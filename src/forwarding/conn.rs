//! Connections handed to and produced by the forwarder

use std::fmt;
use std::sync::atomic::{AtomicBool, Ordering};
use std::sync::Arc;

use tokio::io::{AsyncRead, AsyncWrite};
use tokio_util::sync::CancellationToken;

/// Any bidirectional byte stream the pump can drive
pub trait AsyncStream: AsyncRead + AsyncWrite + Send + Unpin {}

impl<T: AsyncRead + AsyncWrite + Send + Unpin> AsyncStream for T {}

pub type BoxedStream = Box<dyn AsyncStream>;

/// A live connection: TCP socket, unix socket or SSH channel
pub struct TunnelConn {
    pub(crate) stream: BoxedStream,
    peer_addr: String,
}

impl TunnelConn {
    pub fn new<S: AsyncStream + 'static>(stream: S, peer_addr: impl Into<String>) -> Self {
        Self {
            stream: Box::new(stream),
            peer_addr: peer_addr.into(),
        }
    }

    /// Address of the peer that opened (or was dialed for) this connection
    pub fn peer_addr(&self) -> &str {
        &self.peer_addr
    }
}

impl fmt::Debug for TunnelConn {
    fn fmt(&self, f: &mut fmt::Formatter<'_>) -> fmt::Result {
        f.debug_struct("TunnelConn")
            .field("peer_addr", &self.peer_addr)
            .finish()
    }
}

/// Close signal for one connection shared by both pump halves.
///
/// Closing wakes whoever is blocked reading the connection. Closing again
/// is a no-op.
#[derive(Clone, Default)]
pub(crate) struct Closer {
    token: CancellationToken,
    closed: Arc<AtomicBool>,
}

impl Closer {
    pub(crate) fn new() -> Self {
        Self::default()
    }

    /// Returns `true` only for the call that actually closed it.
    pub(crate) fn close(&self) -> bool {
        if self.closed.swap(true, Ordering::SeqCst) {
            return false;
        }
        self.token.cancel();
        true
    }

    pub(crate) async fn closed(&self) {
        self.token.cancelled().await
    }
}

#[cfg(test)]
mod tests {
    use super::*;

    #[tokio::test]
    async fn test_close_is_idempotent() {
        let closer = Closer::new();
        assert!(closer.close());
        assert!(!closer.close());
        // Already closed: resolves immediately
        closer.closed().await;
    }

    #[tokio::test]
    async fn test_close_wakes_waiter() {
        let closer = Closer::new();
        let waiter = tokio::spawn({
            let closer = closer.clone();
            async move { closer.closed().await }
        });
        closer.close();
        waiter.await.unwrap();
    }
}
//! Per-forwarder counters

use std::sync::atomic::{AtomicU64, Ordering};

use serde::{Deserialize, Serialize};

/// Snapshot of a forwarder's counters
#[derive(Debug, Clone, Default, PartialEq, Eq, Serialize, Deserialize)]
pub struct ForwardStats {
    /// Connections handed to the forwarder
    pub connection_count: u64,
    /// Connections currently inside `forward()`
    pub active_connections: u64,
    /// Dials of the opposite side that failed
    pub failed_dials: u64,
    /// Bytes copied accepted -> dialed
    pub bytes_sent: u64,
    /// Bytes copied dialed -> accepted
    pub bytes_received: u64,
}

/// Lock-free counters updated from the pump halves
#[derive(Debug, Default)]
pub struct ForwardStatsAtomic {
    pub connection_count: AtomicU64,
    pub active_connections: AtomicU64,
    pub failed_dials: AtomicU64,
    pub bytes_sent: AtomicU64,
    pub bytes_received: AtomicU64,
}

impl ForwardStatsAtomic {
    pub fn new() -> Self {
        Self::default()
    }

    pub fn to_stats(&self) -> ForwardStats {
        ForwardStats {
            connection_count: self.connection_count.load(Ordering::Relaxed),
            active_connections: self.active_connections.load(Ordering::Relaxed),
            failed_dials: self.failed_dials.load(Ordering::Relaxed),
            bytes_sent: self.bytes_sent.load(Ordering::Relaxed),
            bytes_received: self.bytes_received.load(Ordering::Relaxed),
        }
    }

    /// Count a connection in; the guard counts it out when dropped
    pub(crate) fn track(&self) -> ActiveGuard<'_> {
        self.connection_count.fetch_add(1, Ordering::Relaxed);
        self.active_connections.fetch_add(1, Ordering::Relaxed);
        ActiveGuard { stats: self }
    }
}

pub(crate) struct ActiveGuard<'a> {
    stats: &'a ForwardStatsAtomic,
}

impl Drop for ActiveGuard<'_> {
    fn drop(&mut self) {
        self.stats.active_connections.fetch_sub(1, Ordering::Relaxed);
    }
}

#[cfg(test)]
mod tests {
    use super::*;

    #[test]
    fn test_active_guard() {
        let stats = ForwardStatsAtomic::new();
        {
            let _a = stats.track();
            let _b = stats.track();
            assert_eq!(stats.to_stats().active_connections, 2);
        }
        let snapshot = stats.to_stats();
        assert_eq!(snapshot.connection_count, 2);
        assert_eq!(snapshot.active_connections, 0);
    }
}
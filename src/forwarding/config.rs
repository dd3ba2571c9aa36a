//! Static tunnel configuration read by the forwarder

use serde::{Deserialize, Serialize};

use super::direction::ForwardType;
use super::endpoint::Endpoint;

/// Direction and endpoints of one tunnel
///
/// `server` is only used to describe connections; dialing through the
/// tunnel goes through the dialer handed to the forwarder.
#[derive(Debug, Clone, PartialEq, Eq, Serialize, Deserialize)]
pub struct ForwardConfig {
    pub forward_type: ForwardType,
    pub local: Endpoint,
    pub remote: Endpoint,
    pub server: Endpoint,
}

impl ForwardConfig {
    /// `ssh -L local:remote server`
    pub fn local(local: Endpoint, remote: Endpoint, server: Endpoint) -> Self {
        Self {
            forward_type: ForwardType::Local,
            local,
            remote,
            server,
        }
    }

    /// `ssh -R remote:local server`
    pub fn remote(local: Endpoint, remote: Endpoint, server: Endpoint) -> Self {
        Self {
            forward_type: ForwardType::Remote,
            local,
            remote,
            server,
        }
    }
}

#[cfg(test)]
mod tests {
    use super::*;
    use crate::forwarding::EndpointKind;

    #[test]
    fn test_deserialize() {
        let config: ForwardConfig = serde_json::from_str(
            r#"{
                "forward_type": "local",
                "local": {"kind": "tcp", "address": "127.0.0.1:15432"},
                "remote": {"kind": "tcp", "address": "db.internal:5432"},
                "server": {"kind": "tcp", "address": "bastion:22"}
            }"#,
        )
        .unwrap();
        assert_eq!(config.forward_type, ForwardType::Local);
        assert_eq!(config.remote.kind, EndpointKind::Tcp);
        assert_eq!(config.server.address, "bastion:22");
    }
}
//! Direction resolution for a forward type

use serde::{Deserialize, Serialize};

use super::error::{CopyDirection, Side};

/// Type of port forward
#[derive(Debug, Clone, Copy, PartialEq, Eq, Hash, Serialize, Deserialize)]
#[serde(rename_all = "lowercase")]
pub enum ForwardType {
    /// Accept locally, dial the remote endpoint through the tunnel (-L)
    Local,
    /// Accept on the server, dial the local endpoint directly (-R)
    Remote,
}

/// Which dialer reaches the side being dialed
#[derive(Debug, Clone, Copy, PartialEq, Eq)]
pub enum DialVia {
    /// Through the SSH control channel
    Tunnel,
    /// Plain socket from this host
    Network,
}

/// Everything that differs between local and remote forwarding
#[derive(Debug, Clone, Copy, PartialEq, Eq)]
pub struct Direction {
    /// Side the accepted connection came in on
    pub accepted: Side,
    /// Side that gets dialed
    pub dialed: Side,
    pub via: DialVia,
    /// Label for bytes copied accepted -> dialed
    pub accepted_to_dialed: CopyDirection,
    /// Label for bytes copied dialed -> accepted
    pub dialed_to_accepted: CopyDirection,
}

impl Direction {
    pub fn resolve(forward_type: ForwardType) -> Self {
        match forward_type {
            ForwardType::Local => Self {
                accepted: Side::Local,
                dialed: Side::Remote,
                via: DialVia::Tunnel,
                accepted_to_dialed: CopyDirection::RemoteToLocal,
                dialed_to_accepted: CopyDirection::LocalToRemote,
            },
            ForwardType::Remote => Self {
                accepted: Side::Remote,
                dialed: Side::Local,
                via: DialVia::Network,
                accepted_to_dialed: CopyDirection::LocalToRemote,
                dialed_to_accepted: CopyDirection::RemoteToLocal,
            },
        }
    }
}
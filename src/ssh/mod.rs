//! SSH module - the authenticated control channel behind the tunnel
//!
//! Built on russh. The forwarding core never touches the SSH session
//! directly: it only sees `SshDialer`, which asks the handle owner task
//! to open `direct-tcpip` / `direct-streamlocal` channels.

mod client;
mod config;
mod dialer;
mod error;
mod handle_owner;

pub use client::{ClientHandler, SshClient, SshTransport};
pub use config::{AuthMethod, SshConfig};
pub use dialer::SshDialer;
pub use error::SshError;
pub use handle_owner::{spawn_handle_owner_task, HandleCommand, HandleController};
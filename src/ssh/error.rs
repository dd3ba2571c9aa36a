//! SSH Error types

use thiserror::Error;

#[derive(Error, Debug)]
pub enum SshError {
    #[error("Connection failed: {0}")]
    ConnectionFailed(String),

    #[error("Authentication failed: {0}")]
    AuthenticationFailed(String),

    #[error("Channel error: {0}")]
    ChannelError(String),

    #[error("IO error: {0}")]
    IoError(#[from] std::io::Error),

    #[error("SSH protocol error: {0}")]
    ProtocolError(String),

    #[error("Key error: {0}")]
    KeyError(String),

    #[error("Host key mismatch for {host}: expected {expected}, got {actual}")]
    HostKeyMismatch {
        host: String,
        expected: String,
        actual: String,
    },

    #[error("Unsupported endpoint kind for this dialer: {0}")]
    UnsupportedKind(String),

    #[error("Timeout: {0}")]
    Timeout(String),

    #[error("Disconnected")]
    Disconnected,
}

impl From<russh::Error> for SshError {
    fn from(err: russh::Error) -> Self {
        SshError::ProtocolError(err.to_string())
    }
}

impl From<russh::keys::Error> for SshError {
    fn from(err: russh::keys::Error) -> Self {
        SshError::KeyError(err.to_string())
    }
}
● ● ●
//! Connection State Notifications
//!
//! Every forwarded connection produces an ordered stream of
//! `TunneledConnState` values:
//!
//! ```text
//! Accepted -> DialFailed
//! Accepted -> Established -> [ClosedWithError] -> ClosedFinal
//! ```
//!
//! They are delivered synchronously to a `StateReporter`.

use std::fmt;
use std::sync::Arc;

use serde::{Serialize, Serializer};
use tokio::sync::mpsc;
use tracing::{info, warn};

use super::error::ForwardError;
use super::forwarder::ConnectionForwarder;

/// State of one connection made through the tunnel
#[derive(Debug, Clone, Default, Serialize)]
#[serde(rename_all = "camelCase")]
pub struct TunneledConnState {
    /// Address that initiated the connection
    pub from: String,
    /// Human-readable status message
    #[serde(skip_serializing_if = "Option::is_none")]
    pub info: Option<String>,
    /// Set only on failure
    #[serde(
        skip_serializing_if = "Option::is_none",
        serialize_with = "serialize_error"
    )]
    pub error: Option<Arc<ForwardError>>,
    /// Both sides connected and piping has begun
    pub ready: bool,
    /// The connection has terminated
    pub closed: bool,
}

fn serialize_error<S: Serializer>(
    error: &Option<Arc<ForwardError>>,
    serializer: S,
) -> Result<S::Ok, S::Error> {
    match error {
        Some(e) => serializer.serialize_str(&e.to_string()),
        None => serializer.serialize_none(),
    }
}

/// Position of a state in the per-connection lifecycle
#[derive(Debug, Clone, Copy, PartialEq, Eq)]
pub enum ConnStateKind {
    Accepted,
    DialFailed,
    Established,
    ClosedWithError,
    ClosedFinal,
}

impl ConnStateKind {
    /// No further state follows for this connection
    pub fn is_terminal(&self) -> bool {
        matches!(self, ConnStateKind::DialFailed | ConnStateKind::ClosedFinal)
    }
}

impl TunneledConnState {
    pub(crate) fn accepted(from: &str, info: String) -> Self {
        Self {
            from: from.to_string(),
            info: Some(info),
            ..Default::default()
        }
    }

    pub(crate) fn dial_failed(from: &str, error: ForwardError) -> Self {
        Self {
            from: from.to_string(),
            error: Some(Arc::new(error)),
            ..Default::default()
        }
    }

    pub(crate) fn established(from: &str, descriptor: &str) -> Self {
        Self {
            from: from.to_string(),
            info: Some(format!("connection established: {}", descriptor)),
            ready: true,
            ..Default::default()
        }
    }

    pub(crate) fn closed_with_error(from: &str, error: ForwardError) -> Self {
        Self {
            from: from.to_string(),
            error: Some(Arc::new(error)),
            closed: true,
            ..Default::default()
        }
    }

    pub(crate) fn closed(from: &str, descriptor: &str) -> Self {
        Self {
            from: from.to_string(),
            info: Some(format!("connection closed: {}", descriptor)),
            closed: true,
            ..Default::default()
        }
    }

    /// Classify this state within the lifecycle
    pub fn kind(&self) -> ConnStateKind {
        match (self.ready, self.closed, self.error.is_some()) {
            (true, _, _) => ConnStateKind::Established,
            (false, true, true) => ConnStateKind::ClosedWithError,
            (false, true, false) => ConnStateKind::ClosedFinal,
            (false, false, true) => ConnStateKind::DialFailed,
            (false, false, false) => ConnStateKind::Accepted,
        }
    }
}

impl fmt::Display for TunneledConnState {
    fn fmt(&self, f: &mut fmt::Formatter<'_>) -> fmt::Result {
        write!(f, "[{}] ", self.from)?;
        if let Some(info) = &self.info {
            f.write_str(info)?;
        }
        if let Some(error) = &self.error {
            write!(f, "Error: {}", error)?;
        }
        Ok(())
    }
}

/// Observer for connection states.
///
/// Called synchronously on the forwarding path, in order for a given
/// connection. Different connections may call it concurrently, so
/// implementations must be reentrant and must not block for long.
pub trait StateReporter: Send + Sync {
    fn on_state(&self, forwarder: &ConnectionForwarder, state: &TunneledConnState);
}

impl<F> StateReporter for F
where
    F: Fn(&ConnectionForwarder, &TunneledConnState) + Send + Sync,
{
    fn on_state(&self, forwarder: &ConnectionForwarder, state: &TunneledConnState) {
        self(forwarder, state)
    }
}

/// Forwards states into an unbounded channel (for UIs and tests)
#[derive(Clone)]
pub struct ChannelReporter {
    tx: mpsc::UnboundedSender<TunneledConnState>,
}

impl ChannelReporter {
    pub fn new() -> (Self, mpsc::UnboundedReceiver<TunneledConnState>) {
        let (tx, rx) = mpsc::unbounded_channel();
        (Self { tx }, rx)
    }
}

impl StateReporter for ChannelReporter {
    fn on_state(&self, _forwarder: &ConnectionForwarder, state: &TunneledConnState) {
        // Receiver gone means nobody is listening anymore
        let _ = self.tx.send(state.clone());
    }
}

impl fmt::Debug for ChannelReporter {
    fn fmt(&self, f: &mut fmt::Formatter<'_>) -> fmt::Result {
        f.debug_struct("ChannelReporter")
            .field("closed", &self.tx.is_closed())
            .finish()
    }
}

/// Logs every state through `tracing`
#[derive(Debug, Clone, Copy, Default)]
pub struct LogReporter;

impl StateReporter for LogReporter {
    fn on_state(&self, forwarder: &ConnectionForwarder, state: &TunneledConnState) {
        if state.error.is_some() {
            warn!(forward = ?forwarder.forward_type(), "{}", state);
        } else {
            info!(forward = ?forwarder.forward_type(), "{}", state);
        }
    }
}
● ● ●
# WORK ITEM
Based on the listing, determine the number of lines that include the string "trait", and give that number without further text.

# WRITTEN SOLUTION
2